If your machine has PHP version >=7.3 and <8.0 and composer installed, then just run composer install being in the root of the repository. It'll install the project dependencies.

That's all.

Installation [with docker]

Clone the repository.
Uncomment the line Copy . /app in the Dockerfile.
Uncomment the line RUN composer install in the Dockerfile.
Copy the docker-compose.yml.example to docker-compose.yml.
Comment the line .:/app in your docker-compose.yml's services.php.volumes.
Uncomment the line ./dumps:/app/dumps in your docker-compose.yml's services.php.volumes.
If you don't need elasticsearch and kibana services, then just delete them.
Run docker-compose up -d --build to run your containers.
To exec into the PHP service, run docker-compose exec php bash.

That's all for the docker-based installation. If you're good at docker, you can tweak these things as well by going through the Dockerfile and the docker-compose.yml.

Usage

The repository contains one executable elasticsearch-dump in the root of it. We'll have to use this to run commands and generate dumps.

./elasticsearch-dump generate is the base command. Let's have a look at the available arguments and options.

./elasticsearch-dump generate --help

Description:
  Generate dump for elasticsearch bulk API upload

Usage:
  generate [options] [--] <fields>

Arguments:
  fields               Enter the fields definition (required)

Options:
  --file[=FILE]        Enter the file name [default: "dumps/dump.json"]
  --entries[=ENTRIES]  Enter the number of entries [default: "1"]
  --action[=ACTION]    Enter the action name [index or create] [default: "index"]
  --index[=INDEX]      Enter the index name [default: "my-index"]
  --id[=ID]            Enter the sequence start value [default: "1"]
  --append             Append to existing file
  --force              Does not ask for confirmation
  --uuid               UUID based ID generation

Options

Before we check the required argument, let's explore the options first. There are few options that expect values and a few are boolean flags. And all the options are optional. You'll override the common values passing these options.

--file - Default is dumps/dump.json. You can pass the file name where you want to save the dump. You can pass a relative or absolute path. If the path starts with / then it'll use it as an absolute path. Otherwise, it'll always dump in the dumps directory and considers the file name only.
--entries - Default is 1. The number of entries you want to generate.
--action - Default is index. The type of the action. Either it can be index or create.
--index - Default is my-index. The name of the index where you'll put these values.
--id - Default is 1. The start position of the sequence. It can only generate a numeric sequence.
--append - A boolean flag. If exists then it'll append to the existing file. If the file doesn't exist, then it'll create the file and put contents on it.
--force - A boolean flag. By default, the command will ask you for confirmation. By providing this flag, you can bypass the confirmation.
--uuid - A boolean flag. If passed, the --id will not be considered and will generate the UUID-based IDs.

Arguments

The command generates data utilizing the PHP's Faker library. We have to pass the fields that we want to generate with the fake data.

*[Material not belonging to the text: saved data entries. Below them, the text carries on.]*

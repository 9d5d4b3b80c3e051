//! 2-opt tour improvement.
//!
//! # Algorithm
//!
//! For positions `1 <= a < b <= len - 2` of the closed sequence, removing
//! arcs `(pred(a), a)` and `(b, succ(b))` and reconnecting with
//! `(pred(a), b)` and `(a, succ(b))` saves
//!
//! ```text
//! savings = c(pred(a), a) + c(b, succ(b)) - c(pred(a), b) - c(a, succ(b))
//!         + sum over a <= k < b of (c(x_k, x_k+1) - c(x_k+1, x_k))
//! ```
//!
//! Pairs are scanned row by row and the *first* pair saving more than the
//! tolerance is applied by reversing the run `a..=b`. The scan then restarts
//! from the top of the new sequence (first-improvement strategy). The search
//! ends when a full scan finds nothing to apply.
//!
//! The second line accounts for the arcs inside the run, which change
//! direction when it is reversed. It is zero for symmetric costs. With it
//! the savings are the exact drop in tour cost, so every applied exchange
//! lowers the cost by more than the tolerance and the search terminates on
//! asymmetric oracles too.
//!
//! # Complexity
//!
//! O(n²) per scan, O(n³) worst case for convergence.
//!
//! # Reference
//!
//! Croes, G.A. (1958). "A method for solving traveling salesman problems",
//! *Operations Research* 6(6), 791-812.

use crate::cost::CostOracle;
use crate::error::Result;
use crate::models::{Cycle, Node};

use super::TwoOptConfig;

/// An improving 2-opt move.
#[derive(Debug, Clone, PartialEq)]
pub struct Exchange<N> {
    /// Arcs `(pred(a), a)` and `(b, succ(b))`.
    pub removed: [(N, N); 2],
    /// Arcs `(pred(a), b)` and `(a, succ(b))`.
    pub added: [(N, N); 2],
    /// Exact decrease in tour cost, including the arcs of the reversed run.
    pub savings: f64,
}

impl<N> Exchange<N> {
    /// First node of the reversed run.
    pub fn segment_start(&self) -> &N {
        &self.removed[0].1
    }

    /// Last node of the reversed run.
    pub fn segment_end(&self) -> &N {
        &self.removed[1].0
    }
}

/// Returns the first exchange, in scan order, that saves more than `tolerance`.
///
/// Cycles with fewer than 4 distinct nodes have no exchange.
pub fn find_first_improving_exchange<N, C>(
    cycle: &Cycle<N>,
    costs: &C,
    tolerance: f64,
) -> Result<Option<Exchange<N>>>
where
    N: Node,
    C: CostOracle<N> + ?Sized,
{
    let seq = cycle.nodes();
    if seq.len() < 5 {
        return Ok(None);
    }

    for a_idx in 1..seq.len() - 2 {
        let pred_a = &seq[a_idx - 1];
        let a = &seq[a_idx];
        let leaving_a = costs.cost(pred_a, a)?;
        // Forward minus backward cost of the run a..=b, extended as b moves.
        let mut reversal = 0.0;
        for b_idx in a_idx + 1..seq.len() - 1 {
            let prev_b = &seq[b_idx - 1];
            let b = &seq[b_idx];
            let succ_b = &seq[b_idx + 1];
            reversal += costs.cost(prev_b, b)? - costs.cost(b, prev_b)?;
            let savings = leaving_a + costs.cost(b, succ_b)?
                - costs.cost(pred_a, b)?
                - costs.cost(a, succ_b)?
                + reversal;
            if savings > tolerance {
                return Ok(Some(Exchange {
                    removed: [(pred_a.clone(), a.clone()), (b.clone(), succ_b.clone())],
                    added: [(pred_a.clone(), b.clone()), (a.clone(), succ_b.clone())],
                    savings,
                }));
            }
        }
    }
    Ok(None)
}

/// Improves a tour with first-improvement 2-opt using the default config.
///
/// Returns the locally optimal tour and its total cost. The result never
/// costs more than the input.
///
/// # Examples
///
/// ```
/// use u_tour::cost::DistanceMatrix;
/// use u_tour::local_search::two_opt;
/// use u_tour::models::{Cycle, Point};
///
/// let dm = DistanceMatrix::from_points(&[
///     Point::new(0.0, 0.0),
///     Point::new(1.0, 0.0),
///     Point::new(1.0, 1.0),
///     Point::new(0.0, 1.0),
/// ]);
///
/// // 0→2→1→3→0 crosses itself along both diagonals.
/// let crossing = Cycle::from_open(vec![0, 2, 1, 3]).unwrap();
/// let (improved, cost) = two_opt(&crossing, &dm).unwrap();
/// assert_eq!(improved.nodes(), &[0, 1, 2, 3, 0]);
/// assert!((cost - 4.0).abs() < 1e-10);
/// ```
pub fn two_opt<N, C>(cycle: &Cycle<N>, costs: &C) -> Result<(Cycle<N>, f64)>
where
    N: Node,
    C: CostOracle<N> + ?Sized,
{
    two_opt_with_config(cycle, costs, &TwoOptConfig::default())
}

/// Improves a tour with first-improvement 2-opt.
///
/// Each applied exchange lowers the running cost by its savings. With
/// `max_iterations` set, the search stops after that many exchanges even if
/// more improvement is available.
pub fn two_opt_with_config<N, C>(
    cycle: &Cycle<N>,
    costs: &C,
    config: &TwoOptConfig,
) -> Result<(Cycle<N>, f64)>
where
    N: Node,
    C: CostOracle<N> + ?Sized,
{
    let mut current = cycle.clone();
    let mut total = current.cost(costs)?;
    let mut applied = 0usize;

    loop {
        if config.max_iterations.is_some_and(|max| applied >= max) {
            tracing::debug!(exchanges = applied, cost = total, "2-opt iteration limit reached");
            return Ok((current, total));
        }
        let Some(exchange) = find_first_improving_exchange(&current, costs, config.tolerance)?
        else {
            break;
        };

        current.flip(exchange.segment_start(), exchange.segment_end())?;
        total -= exchange.savings;
        applied += 1;
        tracing::trace!(
            iteration = applied,
            savings = exchange.savings,
            cost = total,
            "2-opt exchange applied"
        );
    }

    tracing::debug!(exchanges = applied, cost = total, "2-opt reached local optimum");
    Ok((current, total))
}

Suppose we want to generate name and address fields. When you pass the fields, you can use the pipe | to separate each field. So, the command looks like the following.

Example:

./elasticsearch-dump generate --entries 10 "name|address"

Here, both the name and address fields are resolved to the Faker's name and address properties. If we have to have a different key for the objects, we can use a colon : to separate them. So, if we want to have firstName in our name fields, and streetAddress in our address field, then we can simply use the following.

Example:

./elasticsearch-dump generate --entries 10 \
  "name:firstName|address:streetAddress"

# Generates
# {"name":"Roosevelt","address":"45647 Judy Isle"}

Here, the name key will be in the object, containing the firstName as well as the streetAddress value in the address key. Now, firstName and the streetAddress are resolved to the faker's property.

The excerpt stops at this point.